- [Exercise details] Which lines of the entries contain the word "implemented"? Please list them.

- [Data in this exercise]

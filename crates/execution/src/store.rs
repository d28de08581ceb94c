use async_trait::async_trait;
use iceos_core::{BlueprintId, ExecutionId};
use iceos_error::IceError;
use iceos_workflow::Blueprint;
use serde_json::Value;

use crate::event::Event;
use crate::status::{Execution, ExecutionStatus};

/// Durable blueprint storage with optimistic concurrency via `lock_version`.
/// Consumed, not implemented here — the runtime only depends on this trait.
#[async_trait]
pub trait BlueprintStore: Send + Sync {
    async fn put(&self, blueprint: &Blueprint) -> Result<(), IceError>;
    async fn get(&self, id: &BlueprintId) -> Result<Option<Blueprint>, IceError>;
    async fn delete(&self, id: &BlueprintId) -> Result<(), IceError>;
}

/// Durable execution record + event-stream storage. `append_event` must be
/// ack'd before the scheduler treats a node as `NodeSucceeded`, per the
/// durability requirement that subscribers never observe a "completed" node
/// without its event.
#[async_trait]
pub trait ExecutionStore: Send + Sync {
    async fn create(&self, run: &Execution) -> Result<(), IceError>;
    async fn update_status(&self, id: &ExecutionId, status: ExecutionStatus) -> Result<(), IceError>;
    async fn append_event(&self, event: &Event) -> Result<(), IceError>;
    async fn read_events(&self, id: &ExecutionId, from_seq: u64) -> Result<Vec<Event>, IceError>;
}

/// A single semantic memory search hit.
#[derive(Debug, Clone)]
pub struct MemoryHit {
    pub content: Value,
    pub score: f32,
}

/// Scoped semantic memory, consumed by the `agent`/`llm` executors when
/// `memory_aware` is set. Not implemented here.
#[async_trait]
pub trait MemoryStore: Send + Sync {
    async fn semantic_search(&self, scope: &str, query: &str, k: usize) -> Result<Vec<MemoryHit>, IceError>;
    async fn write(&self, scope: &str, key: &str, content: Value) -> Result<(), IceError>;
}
...
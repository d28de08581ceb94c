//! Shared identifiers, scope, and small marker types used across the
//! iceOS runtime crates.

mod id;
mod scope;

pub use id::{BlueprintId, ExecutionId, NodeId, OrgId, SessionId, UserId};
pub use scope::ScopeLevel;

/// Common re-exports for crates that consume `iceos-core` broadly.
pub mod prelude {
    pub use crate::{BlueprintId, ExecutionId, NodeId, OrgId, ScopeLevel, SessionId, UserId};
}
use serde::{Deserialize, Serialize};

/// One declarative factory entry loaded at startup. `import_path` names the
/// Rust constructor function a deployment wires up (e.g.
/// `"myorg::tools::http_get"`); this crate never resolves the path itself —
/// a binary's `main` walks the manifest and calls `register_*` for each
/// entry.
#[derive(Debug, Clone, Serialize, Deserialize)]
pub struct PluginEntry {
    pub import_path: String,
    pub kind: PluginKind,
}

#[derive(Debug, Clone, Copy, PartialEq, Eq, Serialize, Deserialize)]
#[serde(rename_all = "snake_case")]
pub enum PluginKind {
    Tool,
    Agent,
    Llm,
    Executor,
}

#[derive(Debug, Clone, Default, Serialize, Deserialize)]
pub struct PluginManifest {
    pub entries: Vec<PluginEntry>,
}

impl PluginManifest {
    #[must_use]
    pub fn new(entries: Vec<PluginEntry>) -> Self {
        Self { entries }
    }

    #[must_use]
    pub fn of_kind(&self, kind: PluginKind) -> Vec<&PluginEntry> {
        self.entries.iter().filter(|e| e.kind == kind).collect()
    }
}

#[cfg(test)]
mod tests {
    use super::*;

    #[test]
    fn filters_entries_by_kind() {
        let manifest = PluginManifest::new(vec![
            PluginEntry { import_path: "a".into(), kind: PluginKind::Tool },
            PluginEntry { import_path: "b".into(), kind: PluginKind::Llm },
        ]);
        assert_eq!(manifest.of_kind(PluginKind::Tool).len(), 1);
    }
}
* * *
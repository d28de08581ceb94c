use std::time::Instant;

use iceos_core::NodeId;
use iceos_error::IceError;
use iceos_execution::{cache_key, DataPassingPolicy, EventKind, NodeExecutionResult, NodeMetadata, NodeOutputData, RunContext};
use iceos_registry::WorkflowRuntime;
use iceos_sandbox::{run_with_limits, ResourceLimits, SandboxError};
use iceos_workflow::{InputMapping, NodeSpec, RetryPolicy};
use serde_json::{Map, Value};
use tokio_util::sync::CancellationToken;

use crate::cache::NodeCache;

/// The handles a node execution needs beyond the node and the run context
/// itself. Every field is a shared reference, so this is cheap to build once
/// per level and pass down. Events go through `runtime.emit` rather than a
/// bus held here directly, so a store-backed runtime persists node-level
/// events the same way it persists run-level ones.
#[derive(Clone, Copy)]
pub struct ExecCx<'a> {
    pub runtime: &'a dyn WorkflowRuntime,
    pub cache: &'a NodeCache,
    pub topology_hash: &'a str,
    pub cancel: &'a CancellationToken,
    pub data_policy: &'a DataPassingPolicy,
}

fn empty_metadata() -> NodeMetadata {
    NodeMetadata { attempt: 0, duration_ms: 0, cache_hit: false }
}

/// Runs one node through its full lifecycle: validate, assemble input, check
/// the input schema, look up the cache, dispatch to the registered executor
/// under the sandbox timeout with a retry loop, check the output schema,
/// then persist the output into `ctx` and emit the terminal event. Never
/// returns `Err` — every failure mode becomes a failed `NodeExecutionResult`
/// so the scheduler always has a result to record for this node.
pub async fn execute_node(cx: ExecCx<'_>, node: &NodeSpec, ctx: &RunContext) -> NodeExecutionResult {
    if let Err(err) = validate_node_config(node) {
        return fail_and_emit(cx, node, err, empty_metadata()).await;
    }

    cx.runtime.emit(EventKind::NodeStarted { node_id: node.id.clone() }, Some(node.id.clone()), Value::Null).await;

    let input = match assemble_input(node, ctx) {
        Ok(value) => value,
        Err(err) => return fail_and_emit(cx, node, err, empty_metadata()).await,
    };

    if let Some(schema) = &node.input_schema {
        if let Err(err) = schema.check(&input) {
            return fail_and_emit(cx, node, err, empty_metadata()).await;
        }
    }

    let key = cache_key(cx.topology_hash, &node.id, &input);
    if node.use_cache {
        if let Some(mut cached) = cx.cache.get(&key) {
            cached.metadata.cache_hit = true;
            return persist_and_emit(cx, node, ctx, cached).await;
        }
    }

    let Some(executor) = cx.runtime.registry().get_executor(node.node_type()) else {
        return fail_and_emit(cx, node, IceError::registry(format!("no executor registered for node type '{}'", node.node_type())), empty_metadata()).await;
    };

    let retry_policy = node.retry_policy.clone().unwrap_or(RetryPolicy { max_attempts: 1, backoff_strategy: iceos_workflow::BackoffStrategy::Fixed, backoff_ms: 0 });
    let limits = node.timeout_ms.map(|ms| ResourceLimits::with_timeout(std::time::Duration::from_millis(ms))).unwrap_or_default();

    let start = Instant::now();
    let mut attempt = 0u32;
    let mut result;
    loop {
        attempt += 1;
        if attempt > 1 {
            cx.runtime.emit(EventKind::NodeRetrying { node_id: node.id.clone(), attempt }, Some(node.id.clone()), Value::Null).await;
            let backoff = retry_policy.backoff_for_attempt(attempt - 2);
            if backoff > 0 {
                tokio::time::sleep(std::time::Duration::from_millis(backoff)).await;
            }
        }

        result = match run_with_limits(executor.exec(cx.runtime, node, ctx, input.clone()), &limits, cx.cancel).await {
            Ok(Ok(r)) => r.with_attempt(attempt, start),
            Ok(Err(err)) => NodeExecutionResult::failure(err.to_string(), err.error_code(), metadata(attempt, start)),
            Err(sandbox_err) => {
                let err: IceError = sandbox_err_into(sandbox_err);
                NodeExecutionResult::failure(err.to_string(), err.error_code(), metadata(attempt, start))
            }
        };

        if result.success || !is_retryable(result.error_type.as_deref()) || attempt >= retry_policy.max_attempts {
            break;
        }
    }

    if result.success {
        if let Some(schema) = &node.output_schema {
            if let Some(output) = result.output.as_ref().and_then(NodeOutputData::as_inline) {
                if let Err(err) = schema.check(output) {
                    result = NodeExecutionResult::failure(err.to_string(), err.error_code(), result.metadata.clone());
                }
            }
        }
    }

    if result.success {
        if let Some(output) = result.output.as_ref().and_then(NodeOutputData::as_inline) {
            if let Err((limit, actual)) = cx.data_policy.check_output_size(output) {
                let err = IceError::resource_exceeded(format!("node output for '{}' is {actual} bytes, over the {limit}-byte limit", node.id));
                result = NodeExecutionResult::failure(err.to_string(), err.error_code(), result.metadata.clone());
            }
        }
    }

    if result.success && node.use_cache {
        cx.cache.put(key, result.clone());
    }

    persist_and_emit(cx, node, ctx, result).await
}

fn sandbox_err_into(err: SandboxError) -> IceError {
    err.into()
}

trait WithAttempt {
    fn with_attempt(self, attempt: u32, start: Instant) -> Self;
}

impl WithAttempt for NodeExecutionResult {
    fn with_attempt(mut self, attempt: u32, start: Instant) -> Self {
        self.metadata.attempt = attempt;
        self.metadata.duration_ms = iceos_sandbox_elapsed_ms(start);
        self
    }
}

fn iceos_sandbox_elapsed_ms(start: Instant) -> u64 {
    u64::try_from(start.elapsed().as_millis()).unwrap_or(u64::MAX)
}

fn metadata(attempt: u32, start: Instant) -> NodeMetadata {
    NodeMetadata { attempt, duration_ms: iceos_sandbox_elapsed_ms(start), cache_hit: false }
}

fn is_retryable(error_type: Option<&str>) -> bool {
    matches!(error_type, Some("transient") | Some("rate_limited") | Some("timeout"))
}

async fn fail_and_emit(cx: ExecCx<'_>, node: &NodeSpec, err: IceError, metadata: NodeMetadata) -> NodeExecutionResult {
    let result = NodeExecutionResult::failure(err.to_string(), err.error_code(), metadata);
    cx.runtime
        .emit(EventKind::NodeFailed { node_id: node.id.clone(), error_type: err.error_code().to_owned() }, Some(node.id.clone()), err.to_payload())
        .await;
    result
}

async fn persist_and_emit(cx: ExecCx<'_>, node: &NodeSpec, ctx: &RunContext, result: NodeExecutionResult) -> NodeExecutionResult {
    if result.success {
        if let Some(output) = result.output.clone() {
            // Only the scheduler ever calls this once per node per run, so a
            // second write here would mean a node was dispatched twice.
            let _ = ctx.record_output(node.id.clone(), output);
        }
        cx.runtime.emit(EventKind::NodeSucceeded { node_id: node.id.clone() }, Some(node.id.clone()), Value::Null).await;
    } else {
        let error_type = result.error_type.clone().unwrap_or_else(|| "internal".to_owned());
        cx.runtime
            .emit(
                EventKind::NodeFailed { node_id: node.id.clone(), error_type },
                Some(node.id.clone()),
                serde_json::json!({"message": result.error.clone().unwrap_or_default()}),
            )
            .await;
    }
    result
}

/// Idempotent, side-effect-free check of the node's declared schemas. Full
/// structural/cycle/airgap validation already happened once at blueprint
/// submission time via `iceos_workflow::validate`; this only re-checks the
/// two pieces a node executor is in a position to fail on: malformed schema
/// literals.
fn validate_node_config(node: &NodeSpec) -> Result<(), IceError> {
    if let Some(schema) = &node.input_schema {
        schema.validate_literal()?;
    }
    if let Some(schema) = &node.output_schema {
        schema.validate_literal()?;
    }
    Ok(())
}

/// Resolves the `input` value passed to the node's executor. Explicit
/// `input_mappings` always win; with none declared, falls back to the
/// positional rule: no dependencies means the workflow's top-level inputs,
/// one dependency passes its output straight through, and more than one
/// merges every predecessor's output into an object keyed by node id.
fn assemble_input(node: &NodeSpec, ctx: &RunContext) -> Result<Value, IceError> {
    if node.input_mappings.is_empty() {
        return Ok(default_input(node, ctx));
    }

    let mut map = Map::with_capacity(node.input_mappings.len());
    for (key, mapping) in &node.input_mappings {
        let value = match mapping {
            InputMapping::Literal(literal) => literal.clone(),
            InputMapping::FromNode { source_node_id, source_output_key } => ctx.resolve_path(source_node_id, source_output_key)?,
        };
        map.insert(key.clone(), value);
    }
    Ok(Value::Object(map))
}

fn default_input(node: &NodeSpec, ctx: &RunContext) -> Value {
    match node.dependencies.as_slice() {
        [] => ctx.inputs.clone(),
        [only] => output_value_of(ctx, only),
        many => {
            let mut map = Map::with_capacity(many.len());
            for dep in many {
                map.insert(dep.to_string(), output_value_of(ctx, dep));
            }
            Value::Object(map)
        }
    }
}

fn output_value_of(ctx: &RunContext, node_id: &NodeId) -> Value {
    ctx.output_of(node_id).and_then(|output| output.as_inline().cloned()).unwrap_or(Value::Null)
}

- [Task response]
/// Consumed, not implemented here — the runtime only depends on this trait.
/// `memory_aware` is set. Not implemented here.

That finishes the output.